A further reason to believe the price of oil is going to remain high, and perhaps continue to rise over the long term, is the fact that global demand for oil is expected to keep growing significantly. Much of this demand is coming from places like China and India, where energy intensive industrialisation is escalating at extraordinary rates, and where cheap cars are opening the door for hundreds of millions of new drivers that will need fuel. Naturally this increase in global demand is putting growing pressure on oil supply around the world.
The fact the consumption of oil in the US has gone down in the last few years is not a sign that ‘peak oil’ has been negated by ‘peak demand’ (Economist, 2013b), but that peak oil has increased the price of oil so much that ordinary consumption practices have become unaffordable, suggesting ‘demand destruction’ is a more appropriate term than ‘peak demand’. Given the close link between energy and economic growth (see, e.g., Ayers and Warr, 2009) this demand destruction has economic implications (as discussed further below).

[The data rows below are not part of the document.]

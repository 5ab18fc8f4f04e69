//! Run configuration
//!
//! One flat JSON settings file, parsed once into a typed struct and immutable
//! for the rest of the run. Every knob is validated at load time so a typo
//! fails before any image work starts.

use serde::Deserialize;
use std::path::{Path, PathBuf};

/// How the roughness-channel input is to be interpreted
#[derive(Debug, Clone, Copy, PartialEq, Eq, Deserialize)]
#[serde(rename_all = "lowercase")]
pub enum GlossConvention {
    /// Input stores roughness; inverted (255 - v) to get gloss
    Rough,
    /// Input already stores gloss
    Gloss,
}

/// Filename suffixes identifying each channel of a material
///
/// A channel with no suffix (or an empty one) is treated as absent for every
/// material. Color and normal are mandatory.
#[derive(Debug, Clone, Deserialize)]
#[serde(default, deny_unknown_fields)]
pub struct Suffixes {
    pub color: String,
    pub ao: Option<String>,
    pub normal: String,
    pub roughness: Option<String>,
    pub metal: Option<String>,
    /// Packed occlusion/roughness/metalness raster (ORM mode only)
    pub orm: Option<String>,
}

impl Default for Suffixes {
    fn default() -> Self {
        Suffixes {
            color: "_color".to_string(),
            ao: Some("_ao".to_string()),
            normal: "_normal".to_string(),
            roughness: Some("_rough".to_string()),
            metal: Some("_metal".to_string()),
            orm: Some("_orm".to_string()),
        }
    }
}

/// Configuration for a conversion run
#[derive(Debug, Clone, Deserialize)]
#[serde(default, deny_unknown_fields)]
pub struct Config {
    /// Directory scanned for input images
    pub input_dir: PathBuf,

    /// Directory receiving VTF/VMT output; also the texture path prefix
    /// written into the material documents
    pub output_dir: PathBuf,

    /// Input image file extension, without the dot
    pub input_extension: String,

    /// Per-channel filename suffixes
    pub suffixes: Suffixes,

    /// Whether the roughness channel holds roughness or gloss
    pub gloss_convention: GlossConvention,

    /// Midtone target for the gamma remap of the normal map alpha;
    /// 128 leaves the gloss untouched
    pub gamma_midtone: u8,

    /// Metalness strength, 0-255
    pub metalness: u8,

    /// Encode all three outputs as DXT5 instead of DXT1/RGBA8888
    pub use_compression: bool,

    /// Force the exponent map's green channel to full white and emit the
    /// normalized material variant
    pub clear_exponent: bool,

    /// Inputs are color + packed ORM + normal instead of five separate maps
    pub orm_mode: bool,

    /// Emit the MwEnvMapTint proxy block in material documents
    pub material_proxies: bool,

    /// Reference a phong warp texture instead of fresnel ranges
    pub phong_warps: bool,

    /// Also save the composited normal map as TGA
    pub export_tga: bool,

    /// Abort the whole run on the first failing material instead of
    /// skipping it
    pub strict: bool,
}

impl Default for Config {
    fn default() -> Self {
        Config {
            input_dir: PathBuf::from("input"),
            output_dir: PathBuf::from("materials"),
            input_extension: "png".to_string(),
            suffixes: Suffixes::default(),
            gloss_convention: GlossConvention::Rough,
            gamma_midtone: 128,
            metalness: 128,
            use_compression: false,
            clear_exponent: false,
            orm_mode: false,
            material_proxies: false,
            phong_warps: false,
            export_tga: false,
            strict: false,
        }
    }
}

impl Config {
    /// Read and validate a settings file
    pub fn load(path: &Path) -> Result<Self, ConfigError> {
        let text = std::fs::read_to_string(path)
            .map_err(|e| ConfigError::Read(path.to_path_buf(), e))?;
        let config: Config = serde_json::from_str(&text)?;
        config.validate()?;
        Ok(config)
    }

    /// Validate the configuration
    pub fn validate(&self) -> Result<(), ConfigError> {
        if !self.input_dir.is_dir() {
            return Err(ConfigError::InputDirNotFound(self.input_dir.clone()));
        }
        if self.input_extension.is_empty() || self.input_extension.starts_with('.') {
            return Err(ConfigError::BadExtension(self.input_extension.clone()));
        }
        if self.suffixes.color.is_empty() {
            return Err(ConfigError::EmptySuffix("color"));
        }
        if self.suffixes.normal.is_empty() {
            return Err(ConfigError::EmptySuffix("normal"));
        }
        if self.orm_mode && self.suffixes.orm.as_deref().is_none_or(str::is_empty) {
            return Err(ConfigError::MissingOrmSuffix);
        }
        Ok(())
    }

    /// Metalness as the 0-1 blend factor for the diffuse alpha.
    /// The 0.83 scale compensates for the engine's Lambert term.
    pub fn metallic_factor(&self) -> f32 {
        self.metalness as f32 / 255.0 * 0.83
    }
}

/// Configuration errors
#[derive(Debug, thiserror::Error)]
pub enum ConfigError {
    #[error("Failed to read settings file {0}")]
    Read(PathBuf, #[source] std::io::Error),

    #[error("Settings file is not valid JSON")]
    Parse(#[from] serde_json::Error),

    #[error("Input directory not found: {0}")]
    InputDirNotFound(PathBuf),

    #[error("Input extension must be non-empty, without a leading dot: '{0}'")]
    BadExtension(String),

    #[error("The {0} suffix must not be empty")]
    EmptySuffix(&'static str),

    #[error("ORM mode requires an 'orm' filename suffix")]
    MissingOrmSuffix,
}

What is less widely appreciated, however, is the fact that huge increases in consumption are occurring within oil exporting nations (e.g. such as Russia and the nations in OPEC) (see, e.g., Rubin and Buchanan, 2007; Heinberg, 2011). This rise in consumption is making it more difficult for those nations to maintain existing exports, for obvious reasons. As consumption grows within oil exporting nations, and as production stagnates, there is a great incentive for those exporting nations to keep more oil for themselves, which means that the OECD nations, for example, should not assume that they are going to get the same proportion of global oil production as they do presently. Indeed, as a result of the crude oil peak, exports also seem to have peaked around 2006 (see data sources presented in Mushalik, 2013b). Since internal supplies of most importers are also declining (Hirsch et al, 2010), this gives rise to a situation where most importers and exporters are wanting more oil, while they are also facing stagnating
or decreasing production. This is the ‘oil crunch’ that is likely to define the 21st century, a crunch that is in fact in the process of unfolding in the form of increased competition, increased production costs, and ultimately, historically unprecedented prices.

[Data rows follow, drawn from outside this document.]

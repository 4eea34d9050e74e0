//! Configuration loading and typed config structures for the session
//! factory.
//!
//! The canonical configuration is a YAML file; this module defines
//! strongly-typed structs mirroring it, with field-by-field defaults so a
//! partial file (or none at all) still yields a working configuration.
//! Environment variables override file values for deployment secrets.

use std::path::Path;

use serde::Deserialize;

use tidemark_driver::PostgresConfig;

/// Errors that can occur when loading configuration.
#[derive(Debug, thiserror::Error)]
pub enum ConfigError {
    /// Failed to read the configuration file from disk.
    #[error("failed to read config file: {source}")]
    Io {
        /// The underlying I/O error.
        #[from]
        source: std::io::Error,
    },

    /// Failed to parse YAML content.
    #[error("failed to parse config YAML: {source}")]
    Yaml {
        /// The underlying YAML parse error.
        source: serde_yml::Error,
    },
}

impl From<serde_yml::Error> for ConfigError {
    fn from(source: serde_yml::Error) -> Self {
        Self::Yaml { source }
    }
}

/// Which of the two calling conventions an application works with.
#[derive(Debug, Clone, Copy, Default, PartialEq, Eq, Deserialize)]
#[serde(rename_all = "kebab-case")]
pub enum ApiConvention {
    /// Operations resolve through single-completion futures.
    #[default]
    Deferred,
    /// Operations resolve through streams.
    Streaming,
}

/// Top-level factory configuration.
#[derive(Debug, Clone, Default, PartialEq, Deserialize)]
pub struct FactoryConfig {
    /// Database connection and pool settings.
    #[serde(default)]
    pub database: DatabaseConfig,

    /// Session-level settings.
    #[serde(default)]
    pub session: SessionConfig,
}

impl FactoryConfig {
    /// Load configuration from a YAML file at the given path.
    ///
    /// Environment variables override YAML values:
    /// - `DATABASE_URL` overrides `database.url`
    ///
    /// # Errors
    ///
    /// Returns [`ConfigError::Io`] if the file cannot be read, or
    /// [`ConfigError::Yaml`] if the content is not valid YAML.
    pub fn from_file(path: &Path) -> Result<Self, ConfigError> {
        let contents = std::fs::read_to_string(path)?;
        let mut config: Self = serde_yml::from_str(&contents)?;
        config.database.apply_env_overrides();
        Ok(config)
    }

    /// Parse configuration from a YAML string.
    ///
    /// # Errors
    ///
    /// Returns [`ConfigError::Yaml`] if the string is not valid YAML.
    pub fn parse(yaml: &str) -> Result<Self, ConfigError> {
        let mut config: Self = serde_yml::from_str(yaml)?;
        config.database.apply_env_overrides();
        Ok(config)
    }
}

/// Database connection and pool settings.
#[derive(Debug, Clone, PartialEq, Eq, Deserialize)]
pub struct DatabaseConfig {
    /// `PostgreSQL` connection URL.
    #[serde(default = "default_url")]
    pub url: String,
    /// Maximum number of pooled connections.
    #[serde(default = "default_max_connections")]
    pub max_connections: u32,
    /// Bounded wait-queue capacity beyond the pool size; requests past it
    /// fail fast.
    #[serde(default = "default_queue_capacity")]
    pub queue_capacity: u32,
    /// Connection-acquisition timeout in seconds.
    #[serde(default = "default_connect_timeout_secs")]
    pub connect_timeout_secs: u64,
    /// Idle connection timeout in seconds.
    #[serde(default = "default_idle_timeout_secs")]
    pub idle_timeout_secs: u64,
}

fn default_url() -> String {
    "postgresql://localhost:5432/postgres".to_owned()
}

const fn default_max_connections() -> u32 {
    10
}

const fn default_queue_capacity() -> u32 {
    32
}

const fn default_connect_timeout_secs() -> u64 {
    5
}

const fn default_idle_timeout_secs() -> u64 {
    300
}

impl Default for DatabaseConfig {
    fn default() -> Self {
        Self {
            url: default_url(),
            max_connections: default_max_connections(),
            queue_capacity: default_queue_capacity(),
            connect_timeout_secs: default_connect_timeout_secs(),
            idle_timeout_secs: default_idle_timeout_secs(),
        }
    }
}

impl DatabaseConfig {
    /// Replace file values with environment overrides, when present.
    pub fn apply_env_overrides(&mut self) {
        if let Ok(url) = std::env::var("DATABASE_URL") {
            if !url.is_empty() {
                self.url = url;
            }
        }
    }

    /// Convert into the driver's pool configuration.
    pub fn to_postgres_config(&self) -> PostgresConfig {
        PostgresConfig::new(&self.url)
            .with_max_connections(self.max_connections)
            .with_queue_capacity(self.queue_capacity)
            .with_connect_timeout(std::time::Duration::from_secs(self.connect_timeout_secs))
            .with_idle_timeout(std::time::Duration::from_secs(self.idle_timeout_secs))
    }
}

/// Session-level settings.
#[derive(Debug, Clone, Copy, Default, PartialEq, Eq, Deserialize)]
pub struct SessionConfig {
    /// The calling convention the application selected. Both conventions
    /// are always available; this records the deployment's choice and is
    /// what [`SessionFactory::convention`] reports.
    ///
    /// [`SessionFactory::convention`]: crate::factory::SessionFactory::convention
    #[serde(default)]
    pub api: ApiConvention,
}

#[cfg(test)]
#[allow(clippy::unwrap_used)]
mod tests {
    use super::*;

    #[test]
    fn empty_yaml_yields_defaults() {
        let config = FactoryConfig::parse("{}").unwrap();
        assert_eq!(config.database.max_connections, 10);
        assert_eq!(config.session.api, ApiConvention::Deferred);
    }

    #[test]
    fn partial_yaml_overrides_selected_fields() {
        let yaml = r"
database:
  max_connections: 3
session:
  api: streaming
";
        let config = FactoryConfig::parse(yaml).unwrap();
        assert_eq!(config.database.max_connections, 3);
        assert_eq!(config.database.queue_capacity, 32);
        assert_eq!(config.session.api, ApiConvention::Streaming);
    }

    #[test]
    fn converts_to_driver_config() {
        let config = DatabaseConfig::default();
        let pg = config.to_postgres_config();
        assert_eq!(pg.max_connections, 10);
        assert_eq!(pg.queue_capacity, 32);
    }
}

But can the world afford expensive oil?
The New Economics of Oil
The economic significance of the crude oil peak is clearest when we ‘do the maths’. In what follows, I briefly unpack the economic implications of the price of oil rising from its historical average of around $25 per barrel2 to around $105 per barrel at the time of writing (February 2014). I use the US as a test case, and then move on to the global situation. The same type of analysis could be repeated for all nations, with particular significance for oil importing nations. Even allowing for different assumptions regarding the price of oil, the essential conclusion is difficult to deny: due to the minimal growth of crude oil production, oil is getting increasingly expensive, and this is having a debilitating effect on oil- dependent economies, especially oil importing nations, as the peak oil school predicted. Here are the figures:
The US currently consumes 18.605 million barrels of oil per day (mbpd) (EIA 2013a), with net imports of 7.412 mbpd (EIA, 2013b). If crude oil production had continued growing at historic rates and prices had remained at the historic price of $25 per barrel, this would mean that the US today would be spending $465 million on oil every day, or $170 billion per year. At $25 per barrel, the US expenditure on net oil imports would be $185 million per day, or $68 billion per year. These figures are still high, but remember, these calculations are based on cheap oil.

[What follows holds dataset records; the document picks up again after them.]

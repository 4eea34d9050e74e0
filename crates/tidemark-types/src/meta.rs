//! Mapping metadata: how entity types map onto tables, columns, and
//! associations.
//!
//! Metadata is resolved once at startup, validated, and then treated as
//! immutable for the process lifetime -- the engine receives it as an
//! `Arc<MetadataRegistry>` and never mutates it. The declarative surface
//! that *produces* this model (derive macros, attribute parsing) is a
//! separate concern; this module is only the resolved form the engine
//! consumes.
//!
//! # Structure
//!
//! - [`EntityMeta`] -- one mapped entity type: table, key strategy, scalar
//!   columns, optional optimistic-version column, associations.
//! - [`AssociationMeta`] -- one declared association with its cascade policy
//!   and orphan-removal flag.
//! - [`MetadataRegistry`] -- the validated, immutable set of entity types.
//!   Declaration order is preserved; the flush planner uses it as the
//!   primary tie-break for deterministic statement ordering.

use std::collections::BTreeMap;
use std::sync::Arc;

use futures::future::BoxFuture;
use serde::{Deserialize, Serialize};

use crate::ident::EntityName;
use crate::value::Value;

// ---------------------------------------------------------------------------
// Cascade policy
// ---------------------------------------------------------------------------

/// An operation kind that can cascade across an association.
#[derive(Debug, Clone, Copy, PartialEq, Eq, PartialOrd, Ord, Serialize, Deserialize)]
pub enum CascadeOp {
    /// Propagate `persist` to associated entities.
    Persist,
    /// Propagate `remove` to associated entities.
    Remove,
    /// Propagate `refresh` to associated entities.
    Refresh,
    /// Propagate `merge` to associated entities.
    Merge,
}

/// The set of operation kinds an association cascades.
#[derive(Debug, Clone, Copy, Default, PartialEq, Eq, Serialize, Deserialize)]
pub struct CascadeSet {
    /// Whether `persist` cascades.
    pub persist: bool,
    /// Whether `remove` cascades.
    pub remove: bool,
    /// Whether `refresh` cascades.
    pub refresh: bool,
    /// Whether `merge` cascades.
    pub merge: bool,
}

impl CascadeSet {
    /// No operation cascades.
    pub const fn none() -> Self {
        Self {
            persist: false,
            remove: false,
            refresh: false,
            merge: false,
        }
    }

    /// Every operation cascades.
    pub const fn all() -> Self {
        Self {
            persist: true,
            remove: true,
            refresh: true,
            merge: true,
        }
    }

    /// Only `persist` cascades.
    pub const fn persist_only() -> Self {
        Self {
            persist: true,
            ..Self::none()
        }
    }

    /// Return whether the given operation kind is in the set.
    pub const fn contains(self, op: CascadeOp) -> bool {
        match op {
            CascadeOp::Persist => self.persist,
            CascadeOp::Remove => self.remove,
            CascadeOp::Refresh => self.refresh,
            CascadeOp::Merge => self.merge,
        }
    }
}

At today’s price of around $105 per barrel, however, the US is spending a total of $2 billion per day on oil, or the equivalent of $713 billion per year. With respect to oil imports alone, the US is currently spending $778 million per day, or $284 billion per year. The critical point is the difference between these two scenarios, because that arguably represents the economic implications of the crude oil peak. Put otherwise, if crude oil had not peaked and the price of oil remained at around $25 per barrel, the US would be spending around $1.5 billion less per day on oil, or $543 billion less per year. Most importantly, however, the US would be spending almost $600 million less per day on oil imports, or $216 billion less per year.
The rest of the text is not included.